#### REQUIREMENT:
The lines from the first line of the entries through the line containing "pub struct ConnectionConfig" are to be repeated exactly, with both of those lines included.

━━ INFORMATION GIVEN

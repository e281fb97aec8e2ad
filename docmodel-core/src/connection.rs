//! Named database connections.
//!
//! A [`ConnectionRegistry`] owns every [`Connection`] of a process (or of a test) and
//! guarantees at most one connection per database name. Opening is started by
//! [`ConnectionRegistry::create_connection`] and finishes in the background; the
//! returned handle becomes usable once [`Connection::ready`] resolves.
//!
//! ```ignore
//! use std::sync::Arc;
//! use docmodel::{connection::{ConnectionConfig, ConnectionRegistry, NoEvents}, memory::InMemoryConnector};
//!
//! let registry = Arc::new(ConnectionRegistry::new(InMemoryConnector::new()));
//! let connection = registry
//!     .create_connection(ConnectionConfig::new("memory://").with_db_name("shop"), NoEvents)
//!     .await;
//! connection.ready().await?;
//! ```

use mea::mutex::Mutex;
use serde::{Deserialize, Serialize};
use std::{collections::HashMap, sync::Arc, time::Duration};
use tokio::sync::watch;
use tracing::{debug, info, warn};

use crate::{
    backend::{StoreBackend, StoreConnector},
    error::{DocumentStoreError, DocumentStoreResult},
};

/// Database name used when none is configured.
pub const DEFAULT_DB_NAME: &str = "default";

const DEFAULT_TIMEOUT_MS: u64 = 10_000;

fn default_db_name() -> String {
    DEFAULT_DB_NAME.to_string()
}

fn default_timeout_ms() -> u64 {
    DEFAULT_TIMEOUT_MS
}

/// Settings for opening one named connection.
///
/// Deserializable so hosts can keep it in their own configuration files; every field
/// except `connection_string` has a default.
#[derive(Debug, Clone, PartialEq, Eq, Serialize, Deserialize)]
pub struct ConnectionConfig {
    /// Driver connection string, e.g. `mongodb://localhost:27017`.
    pub connection_string: String,
    /// Registry key and database name. Defaults to `"default"`.
    #[serde(default = "default_db_name")]
    pub db_name: String,
    /// Optional user name for authentication.
    #[serde(default)]
    pub user: Option<String>,
    /// Optional password for authentication.
    #[serde(default)]
    pub pass: Option<String>,
    /// Time allowed for establishing the connection. Defaults to 10000 ms.
    #[serde(default = "default_timeout_ms")]
    pub connect_timeout_ms: u64,
    /// Time allowed for a single store round trip. Defaults to 10000 ms.
    #[serde(default = "default_timeout_ms")]
    pub socket_timeout_ms: u64,
}

impl ConnectionConfig {
    /// Creates a configuration with defaults for everything but the connection string.
    pub fn new(connection_string: impl Into<String>) -> Self {
        Self {
            connection_string: connection_string.into(),
            db_name: default_db_name(),
            user: None,
            pass: None,
            connect_timeout_ms: DEFAULT_TIMEOUT_MS,
            socket_timeout_ms: DEFAULT_TIMEOUT_MS,
        }
    }

    pub fn with_db_name(mut self, db_name: impl Into<String>) -> Self {
        self.db_name = db_name.into();
        self
    }

    pub fn with_credentials(mut self, user: impl Into<String>, pass: impl Into<String>) -> Self {
        self.user = Some(user.into());
        self.pass = Some(pass.into());
        self
    }

    pub fn with_connect_timeout_ms(mut self, timeout_ms: u64) -> Self {
        self.connect_timeout_ms = timeout_ms;
        self
    }

    pub fn with_socket_timeout_ms(mut self, timeout_ms: u64) -> Self {
        self.socket_timeout_ms = timeout_ms;
        self
    }

    pub fn connect_timeout(&self) -> Duration {
        Duration::from_millis(self.connect_timeout_ms)
    }

    pub fn socket_timeout(&self) -> Duration {
        Duration::from_millis(self.socket_timeout_ms)
    }
}

/// Notifications about the outcome of opening a connection.
///
/// Only newly created connections report; asking the registry for an existing name
/// never fires either callback.
pub trait ConnectionEvents: Send + Sync {
    /// Called once the connection is open and usable.
    fn on_connection(&self, _connection: &Connection) {}

    /// Called when opening failed. The connection stays in the failed state.
    fn on_error(&self, _error: &DocumentStoreError) {}
}

/// Ignores both notifications.
#[derive(Debug, Default, Clone, Copy)]
pub struct NoEvents;

impl ConnectionEvents for NoEvents {}

/// Lifecycle state of a [`Connection`].
#[derive(Debug, Clone)]
pub enum ConnectionState {
    /// The open is in flight.
    Connecting,
    /// The session is usable.
    Open(Arc<dyn StoreBackend>),
    /// The open failed; not retried.
    Failed(DocumentStoreError),
    /// Removed from the registry.
    Closed,
}

impl ConnectionState {
    pub fn is_open(&self) -> bool {
        matches!(self, ConnectionState::Open(_))
    }
}

/// Handle to one named database session. Owned by the [`ConnectionRegistry`].
#[derive(Debug)]
pub struct Connection {
    name: String,
    state: watch::Sender<ConnectionState>,
}

impl Connection {
    fn new(name: String) -> Self {
        Self {
            name,
            state: watch::Sender::new(ConnectionState::Connecting),
        }
    }

    /// The database name this connection is registered under.
    pub fn name(&self) -> &str {
        &self.name
    }

    /// A snapshot of the current state.
    pub fn state(&self) -> ConnectionState {
        self.state.borrow().clone()
    }

    /// Waits until the open has finished and returns the backend.
    ///
    /// # Errors
    ///
    /// Returns the open failure as [`DocumentStoreError::Connection`], or
    /// [`DocumentStoreError::NotConnected`] once the connection has been removed.
    pub async fn ready(&self) -> DocumentStoreResult<Arc<dyn StoreBackend>> {
        let mut receiver = self.state.subscribe();
        let state = receiver
            .wait_for(|state| !matches!(state, ConnectionState::Connecting))
            .await
            .map_err(|_| DocumentStoreError::NotConnected(self.name.clone()))?;

        match &*state {
            ConnectionState::Open(backend) => Ok(backend.clone()),
            ConnectionState::Failed(err) => Err(err.clone()),
            ConnectionState::Connecting | ConnectionState::Closed => {
                Err(DocumentStoreError::NotConnected(self.name.clone()))
            }
        }
    }

    /// Returns a clone of the concrete driver if the connection is open and backed by `B`.
    pub fn backend_as<B>(&self) -> Option<B>
    where
        B: StoreBackend + Clone + 'static,
    {
        match &*self.state.borrow() {
            ConnectionState::Open(backend) => backend.as_any().downcast_ref::<B>().cloned(),
            _ => None,
        }
    }

    /// Moves `Connecting` to `Open`. Returns `false` if the connection was closed meanwhile.
    fn mark_open(&self, backend: Arc<dyn StoreBackend>) -> bool {
        self.state.send_if_modified(|state| match state {
            ConnectionState::Connecting => {
                *state = ConnectionState::Open(backend);
                true
            }
            _ => false,
        })
    }

    /// Moves `Connecting` to `Failed`. Returns `false` if the connection was closed meanwhile.
    fn mark_failed(&self, error: DocumentStoreError) -> bool {
        self.state.send_if_modified(|state| match state {
            ConnectionState::Connecting => {
                *state = ConnectionState::Failed(error);
                true
            }
            _ => false,
        })
    }

    /// Marks the connection closed and hands back the backend, if it was open.
    fn close(&self) -> Option<Arc<dyn StoreBackend>> {
        match self.state.send_replace(ConnectionState::Closed) {
            ConnectionState::Open(backend) => Some(backend),
            _ => None,
        }
    }
}

/// Table of named connections sharing one [`StoreConnector`].
///
/// Creation for a given name is serialized by the registry lock, so concurrent
/// callers asking for the same name share a single open.
#[derive(Debug)]
pub struct ConnectionRegistry {
    connector: Arc<dyn StoreConnector>,
    connections: Mutex<HashMap<String, Arc<Connection>>>,
}

impl ConnectionRegistry {
    /// Creates an empty registry opening sessions through `connector`.
    pub fn new(connector: impl StoreConnector + 'static) -> Self {
        Self {
            connector: Arc::new(connector),
            connections: Mutex::new(HashMap::new()),
        }
    }

    /// Returns the connection for `config.db_name`, starting an open if there is none.
    ///
    /// The open runs on the current tokio runtime; this call only waits for the
    /// registry lock. `events` is notified when a new open succeeds or fails and is
    /// dropped unused when the name is already registered or is removed before the
    /// open finishes.
    pub async fn create_connection(
        &self,
        config: ConnectionConfig,
        events: impl ConnectionEvents + 'static,
    ) -> Arc<Connection> {
        let mut connections = self.connections.lock().await;

        if let Some(existing) = connections.get(&config.db_name) {
            debug!(db_name = %config.db_name, "reusing registered connection");
            return existing.clone();
        }

        let connection = Arc::new(Connection::new(config.db_name.clone()));
        connections.insert(config.db_name.clone(), connection.clone());
        drop(connections);

        let connector = self.connector.clone();
        let opening = connection.clone();

        tokio::spawn(async move {
            match connector.connect(&config).await {
                Ok(backend) => {
                    if opening.mark_open(backend.clone()) {
                        info!(db_name = %config.db_name, "connection opened");
                        events.on_connection(&opening);
                    } else if let Err(err) = backend.shutdown().await {
                        warn!(db_name = %config.db_name, error = %err, "shutdown of orphaned connection failed");
                    }
                }
                Err(err) => {
                    if opening.mark_failed(err.clone()) {
                        warn!(db_name = %config.db_name, error = %err, "connection failed");
                        events.on_error(&err);
                    } else {
                        debug!(db_name = %config.db_name, error = %err, "open of removed connection failed");
                    }
                }
            }
        });

        connection
    }

    /// Returns the connection registered under `db_name`.
    pub async fn get_connection(&self, db_name: &str) -> Option<Arc<Connection>> {
        self.connections
            .lock()
            .await
            .get(db_name)
            .cloned()
    }

    /// Removes the connection registered under `db_name`.
    ///
    /// Outstanding handles observe the closed state. Releasing the session itself is
    /// left to the driver when its last handle is dropped; use [`Self::teardown`] for an
    /// explicit shutdown. Returns whether an entry was removed.
    pub async fn delete_connection(&self, db_name: &str) -> bool {
        match self.connections.lock().await.remove(db_name) {
            Some(connection) => {
                connection.close();
                debug!(db_name, "connection removed");
                true
            }
            None => false,
        }
    }

    /// Removes every connection.
    pub async fn clear_connections(&self) {
        let drained = self
            .connections
            .lock()
            .await
            .drain()
            .map(|(_, connection)| connection)
            .collect::<Vec<_>>();

        for connection in drained {
            connection.close();
        }
    }

    /// Names of all registered connections, sorted.
    pub async fn connection_names(&self) -> Vec<String> {
        let mut names = self
            .connections
            .lock()
            .await
            .keys()
            .cloned()
            .collect::<Vec<_>>();
        names.sort();
        names
    }

    /// Removes every connection and shuts down each open backend.
    ///
    /// All backends are shut down even if one fails; the first failure is returned.
    pub async fn teardown(&self) -> DocumentStoreResult<()> {
        let drained = self
            .connections
            .lock()
            .await
            .drain()
            .collect::<Vec<_>>();
        let mut result = Ok(());

        for (name, connection) in drained {
            if let Some(backend) = connection.close() {
                if let Err(err) = backend.shutdown().await {
                    warn!(db_name = %name, error = %err, "backend shutdown failed");
                    if result.is_ok() {
                        result = Err(err);
                    }
                }
            }
        }

        result
    }
}
//! Predicate and query AST shared by models and store backends.
//!
//! Models build [`Expr`] predicates and [`Query`] values; backends execute them,
//! usually by implementing [`QueryVisitor`] (the in-memory backend evaluates the
//! tree, the MongoDB backend translates it into a filter document).
//!
//! ```ignore
//! use docmodel::query::{Filter, Query, SortDirection};
//!
//! let query = Query::builder()
//!     .filter(Filter::eq("status", "active").and(Filter::gte("age", 18)))
//!     .sort("createdDate", SortDirection::Desc)
//!     .limit(10)
//!     .offset(20)
//!     .build();
//! ```

use bson::Bson;

use crate::error::DocumentStoreError;

/// Sort direction for query results.
#[derive(Debug, Clone, Copy, PartialEq, Eq)]
pub enum SortDirection {
    /// Ascending order (A to Z, 0 to 9, earliest to latest).
    Asc,
    /// Descending order (Z to A, 9 to 0, latest to earliest).
    Desc,
}

impl SortDirection {
    /// The numeric sort code used by MongoDB-style drivers (`1` / `-1`).
    pub fn code(&self) -> i32 {
        match self {
            SortDirection::Asc => 1,
            SortDirection::Desc => -1,
        }
    }
}

/// Single-key sort specification.
#[derive(Debug, Clone, PartialEq)]
pub struct Sort {
    /// The field name to sort by.
    pub field: String,
    /// The sort direction.
    pub direction: SortDirection,
}

/// Field comparison operators.
#[derive(Debug, Clone, Copy, PartialEq, Eq)]
pub enum FieldOp {
    Eq,
    Ne,
    Gt,
    Gte,
    Lt,
    Lte,
    /// Field value (or any element of an array field) is one of the given values.
    In,
    /// String field matches the regular expression given as a string value.
    /// Matching is case-sensitive and unanchored.
    Regex,
}

/// A predicate over stored documents.
#[derive(Debug, Clone, PartialEq)]
pub enum Expr {
    /// Logical AND of multiple expressions. An empty list matches every document.
    And(Vec<Expr>),
    /// Logical OR of multiple expressions.
    Or(Vec<Expr>),
    /// Logical NOT of an expression.
    Not(Box<Expr>),
    /// Checks if a field exists or doesn't exist.
    Exists(String, bool),
    /// Field comparison expression.
    Field {
        field: String,
        op: FieldOp,
        value: Bson,
    },
}

impl Expr {
    /// Creates a field comparison expression.
    pub fn field(field: String, op: FieldOp, value: Bson) -> Self {
        Expr::Field { field, op, value }
    }

    /// Combines this expression with another using logical AND.
    ///
    /// If this expression is already an AND, the other expression is appended.
    pub fn and(self, other: Expr) -> Self {
        match self {
            Expr::And(mut list) => {
                list.push(other);
                Expr::And(list)
            }
            _ => Expr::And(vec![self, other]),
        }
    }

    /// Combines this expression with another using logical OR.
    ///
    /// If this expression is already an OR, the other expression is appended.
    pub fn or(self, other: Expr) -> Self {
        match self {
            Expr::Or(mut list) => {
                list.push(other);
                Expr::Or(list)
            }
            _ => Expr::Or(vec![self, other]),
        }
    }

    /// Negates this expression (logical NOT).
    pub fn not(self) -> Self {
        Expr::Not(Box::new(self))
    }

    /// Returns `true` when the expression places no constraint at all, i.e. it is an
    /// `And` whose members are themselves all empty.
    ///
    /// Bulk writes refuse empty predicates so that they never touch every document.
    pub fn is_empty(&self) -> bool {
        match self {
            Expr::And(list) => list.iter().all(Expr::is_empty),
            _ => false,
        }
    }
}

/// Static constructors for [`Expr`] values.
pub struct Filter;

impl Filter {
    /// The match-all expression (an empty conjunction).
    pub fn all() -> Expr {
        Expr::And(Vec::new())
    }

    pub fn eq(field: impl Into<String>, value: impl Into<Bson>) -> Expr {
        Expr::field(field.into(), FieldOp::Eq, value.into())
    }

    pub fn ne(field: impl Into<String>, value: impl Into<Bson>) -> Expr {
        Expr::field(field.into(), FieldOp::Ne, value.into())
    }

    pub fn gt(field: impl Into<String>, value: impl Into<Bson>) -> Expr {
        Expr::field(field.into(), FieldOp::Gt, value.into())
    }

    pub fn gte(field: impl Into<String>, value: impl Into<Bson>) -> Expr {
        Expr::field(field.into(), FieldOp::Gte, value.into())
    }

    pub fn lt(field: impl Into<String>, value: impl Into<Bson>) -> Expr {
        Expr::field(field.into(), FieldOp::Lt, value.into())
    }

    pub fn lte(field: impl Into<String>, value: impl Into<Bson>) -> Expr {
        Expr::field(field.into(), FieldOp::Lte, value.into())
    }

    /// Matches documents whose field equals one of `values`.
    pub fn any_of<V: Into<Bson>>(field: impl Into<String>, values: impl IntoIterator<Item = V>) -> Expr {
        Expr::field(
            field.into(),
            FieldOp::In,
            Bson::Array(values.into_iter().map(Into::into).collect()),
        )
    }

    /// Matches documents whose string field matches `pattern`.
    ///
    /// The pattern is used as-is; escape user input before passing it here.
    pub fn regex(field: impl Into<String>, pattern: impl Into<String>) -> Expr {
        Expr::field(field.into(), FieldOp::Regex, Bson::String(pattern.into()))
    }

    pub fn exists(field: impl Into<String>) -> Expr {
        Expr::Exists(field.into(), true)
    }

    pub fn not_exists(field: impl Into<String>) -> Expr {
        Expr::Exists(field.into(), false)
    }

    pub fn and(exprs: impl IntoIterator<Item = Expr>) -> Expr {
        Expr::And(exprs.into_iter().collect())
    }

    pub fn or(exprs: impl IntoIterator<Item = Expr>) -> Expr {
        Expr::Or(exprs.into_iter().collect())
    }
}

/// A read request: predicate, sort, limit and offset.
///
/// `limit` and `offset` are signed and are handed to the backend untouched, so the
/// store's own semantics decide what zero or negative values mean.
#[derive(Debug, Clone, Default, PartialEq)]
pub struct Query {
    /// Optional filter expression; `None` matches every document.
    pub filter: Option<Expr>,
    /// Maximum number of documents to return.
    pub limit: Option<i64>,
    /// Number of documents to skip.
    pub offset: Option<i64>,
    /// Sort specification for results.
    pub sort: Option<Sort>,
}

impl Query {
    pub fn new() -> Self {
        Query::default()
    }

    pub fn builder() -> QueryBuilder {
        QueryBuilder::new()
    }

    /// A query matching every document, without sort or pagination.
    pub fn filtered(filter: Option<Expr>) -> Self {
        Query { filter, ..Query::default() }
    }
}

#[derive(Debug, Clone, Default)]
pub struct QueryBuilder {
    query: Query,
}

impl QueryBuilder {
    pub fn new() -> Self {
        QueryBuilder { query: Query::default() }
    }

    /// Sets the filter expression for this query.
    pub fn filter(mut self, filter: Expr) -> Self {
        self.query.filter = Some(filter);
        self
    }

    /// Sets the filter expression, or clears it when `filter` is `None`.
    pub fn maybe_filter(mut self, filter: Option<Expr>) -> Self {
        self.query.filter = filter;
        self
    }

    pub fn limit(mut self, limit: i64) -> Self {
        self.query.limit = Some(limit);
        self
    }

    pub fn offset(mut self, offset: i64) -> Self {
        self.query.offset = Some(offset);
        self
    }

    pub fn sort(mut self, field: impl Into<String>, direction: SortDirection) -> Self {
        self.query.sort = Some(Sort { field: field.into(), direction });
        self
    }

    pub fn build(self) -> Query {
        self.query
    }
}

/// Walks an [`Expr`] tree; implemented by each backend.
pub trait QueryVisitor {
    type Output;
    type Error: Into<DocumentStoreError>;

    fn visit_and(&mut self, exprs: &[Expr]) -> Result<Self::Output, Self::Error>;
    fn visit_or(&mut self, exprs: &[Expr]) -> Result<Self::Output, Self::Error>;
    fn visit_not(&mut self, expr: &Expr) -> Result<Self::Output, Self::Error>;
    fn visit_exists(
        &mut self,
        field: &str,
        should_exist: bool,
    ) -> Result<Self::Output, Self::Error>;
    fn visit_field(
        &mut self,
        field: &str,
        op: &FieldOp,
        value: &Bson,
    ) -> Result<Self::Output, Self::Error>;

    fn visit_expr(&mut self, expr: &Expr) -> Result<Self::Output, Self::Error> {
        match expr {
            Expr::And(exprs) => self.visit_and(exprs),
            Expr::Or(exprs) => self.visit_or(exprs),
            Expr::Not(expr) => self.visit_not(expr),
            Expr::Exists(field, should_exist) => self.visit_exists(field, *should_exist),
            Expr::Field { field, op, value } => self.visit_field(field, op, value),
        }
    }
}

#[cfg(test)]
mod tests {
    use super::*;

    #[test]
    fn empty_conjunctions_are_empty() {
        assert!(Filter::all().is_empty());
        assert!(Filter::and([Filter::all(), Filter::and([])]).is_empty());
    }

    #[test]
    fn constrained_expressions_are_not_empty() {
        assert!(!Filter::eq("status", "x").is_empty());
        assert!(!Filter::and([Filter::all(), Filter::exists("a")]).is_empty());
        assert!(!Filter::or([]).is_empty());
    }

    #[test]
    fn and_appends_to_existing_conjunction() {
        let expr = Filter::eq("a", 1).and(Filter::eq("b", 2)).and(Filter::eq("c", 3));

        match expr {
            Expr::And(list) => assert_eq!(list.len(), 3),
            other => panic!("expected And, got {other:?}"),
        }
    }

    #[test]
    fn builder_keeps_signed_pagination() {
        let query = Query::builder().limit(-5).offset(-1).build();

        assert_eq!(query.limit, Some(-5));
        assert_eq!(query.offset, Some(-1));
        assert!(query.filter.is_none());
    }
}
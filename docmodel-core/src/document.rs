//! Field names maintained by models, identity generation and serde helpers.

use bson::{Bson, DateTime, Document, de::deserialize_from_bson, oid::ObjectId, ser::serialize_to_bson};
use serde::{Serialize, de::DeserializeOwned};

use crate::error::{DocumentStoreError, DocumentStoreResult};

/// The generated identity field. Distinct from the store's native `_id`.
pub const ID_FIELD: &str = "id";
/// Stamped by `create`.
pub const CREATED_DATE_FIELD: &str = "createdDate";
/// Stamped by every update.
pub const UPDATED_DATE_FIELD: &str = "updatedDate";

/// Returns a new globally unique identity (24 hex characters).
pub fn generate_id() -> String {
    ObjectId::new().to_hex()
}

/// Current time as a BSON date.
pub fn now() -> DateTime {
    DateTime::from_chrono(chrono::Utc::now())
}

/// Serializes a struct into a document for `create` or an update payload.
///
/// # Errors
///
/// Fails if the value does not serialize to a BSON document.
pub fn to_document<T: Serialize>(value: &T) -> DocumentStoreResult<Document> {
    match serialize_to_bson(value)? {
        Bson::Document(document) => Ok(document),
        other => Err(DocumentStoreError::InvalidDocument(format!(
            "expected a document, got {:?}",
            other.element_type()
        ))),
    }
}

/// Deserializes a stored document into a struct.
pub fn from_document<T: DeserializeOwned>(document: Document) -> DocumentStoreResult<T> {
    Ok(deserialize_from_bson(Bson::Document(document))?)
}
//! Query translation from docmodel expressions to MongoDB filter documents.

use bson::{Bson, Document, doc};

use docmodel_core::{
    error::{DocumentStoreError, DocumentStoreResult},
    query::{Expr, FieldOp, QueryVisitor},
};

/// Translates query expressions into MongoDB's native BSON filter syntax.
///
/// MongoDB rejects `$and`/`$or` with empty arrays and a top-level `$not`, so an empty
/// conjunction becomes `{}` (match everything), an empty disjunction becomes a filter
/// that matches nothing and negation is expressed with `$nor`.
pub struct MongoQueryTranslator;

impl MongoQueryTranslator {
    /// Filter document for an optional expression; `None` matches everything.
    pub fn translate(expr: Option<&Expr>) -> DocumentStoreResult<Document> {
        match expr {
            Some(expr) => MongoQueryTranslator.visit_expr(expr),
            None => Ok(doc! {}),
        }
    }

    fn visit_all(&mut self, exprs: &[Expr]) -> DocumentStoreResult<Vec<Document>> {
        exprs
            .iter()
            .map(|expr| self.visit_expr(expr))
            .collect()
    }
}

impl QueryVisitor for MongoQueryTranslator {
    type Output = Document;
    type Error = DocumentStoreError;

    fn visit_and(&mut self, exprs: &[Expr]) -> Result<Self::Output, Self::Error> {
        let clauses = self.visit_all(exprs)?
            .into_iter()
            .filter(|clause| !clause.is_empty())
            .collect::<Vec<_>>();

        Ok(match clauses.len() {
            0 => doc! {},
            1 => clauses.into_iter().next().unwrap_or_default(),
            _ => doc! { "$and": clauses },
        })
    }

    fn visit_or(&mut self, exprs: &[Expr]) -> Result<Self::Output, Self::Error> {
        if exprs.is_empty() {
            return Ok(doc! { "$expr": false });
        }

        Ok(doc! { "$or": self.visit_all(exprs)? })
    }

    fn visit_not(&mut self, expr: &Expr) -> Result<Self::Output, Self::Error> {
        Ok(doc! { "$nor": [self.visit_expr(expr)?] })
    }

    fn visit_exists(&mut self, field: &str, should_exist: bool) -> Result<Self::Output, Self::Error> {
        Ok(doc! {
            field: { "$exists": should_exist },
        })
    }

    fn visit_field(&mut self, field: &str, op: &FieldOp, value: &Bson) -> Result<Self::Output, Self::Error> {
        Ok(doc! {
            field: match op {
                FieldOp::Eq => doc! { "$eq": value },
                FieldOp::Ne => doc! { "$ne": value },
                FieldOp::Gt => doc! { "$gt": value },
                FieldOp::Gte => doc! { "$gte": value },
                FieldOp::Lt => doc! { "$lt": value },
                FieldOp::Lte => doc! { "$lte": value },
                FieldOp::In => match value {
                    Bson::Array(values) => doc! { "$in": values },
                    _ => return Err(DocumentStoreError::InvalidQuery(format!("`in` on {field} requires an array value"))),
                },
                // Case-sensitive: no `$options`.
                FieldOp::Regex => match value {
                    Bson::String(pattern) => doc! { "$regex": pattern },
                    _ => return Err(DocumentStoreError::InvalidQuery(format!("regex on {field} requires a string pattern"))),
                },
            }
        })
    }
}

━━━━

#### TASK ANSWER:
repository e281fb97aec8e2ad
filename docmodel-core/src/connection.rs
//! Named database connections.
//!
//! A [`ConnectionRegistry`] owns every [`Connection`] of a process (or of a test) and
//! guarantees at most one connection per database name. Opening is started by
//! [`ConnectionRegistry::create_connection`] and finishes in the background; the
//! returned handle becomes usable once [`Connection::ready`] resolves.
//!
//! ```ignore
//! use std::sync::Arc;
//! use docmodel::{connection::{ConnectionConfig, ConnectionRegistry, NoEvents}, memory::InMemoryConnector};
//!
//! let registry = Arc::new(ConnectionRegistry::new(InMemoryConnector::new()));
//! let connection = registry
//!     .create_connection(ConnectionConfig::new("memory://").with_db_name("shop"), NoEvents)
//!     .await;
//! connection.ready().await?;
//! ```

use mea::mutex::Mutex;
use serde::{Deserialize, Serialize};
use std::{collections::HashMap, sync::Arc, time::Duration};
use tokio::sync::watch;
use tracing::{debug, info, warn};

use crate::{
    backend::{StoreBackend, StoreConnector},
    error::{DocumentStoreError, DocumentStoreResult},
};

/// Database name used when none is configured.
pub const DEFAULT_DB_NAME: &str = "default";

const DEFAULT_TIMEOUT_MS: u64 = 10_000;

fn default_db_name() -> String {
    DEFAULT_DB_NAME.to_string()
}

fn default_timeout_ms() -> u64 {
    DEFAULT_TIMEOUT_MS
}

/// Settings for opening one named connection.
///
/// Deserializable so hosts can keep it in their own configuration files; every field
/// except `connection_string` has a default.
#[derive(Debug, Clone, PartialEq, Eq, Serialize, Deserialize)]
pub struct ConnectionConfig {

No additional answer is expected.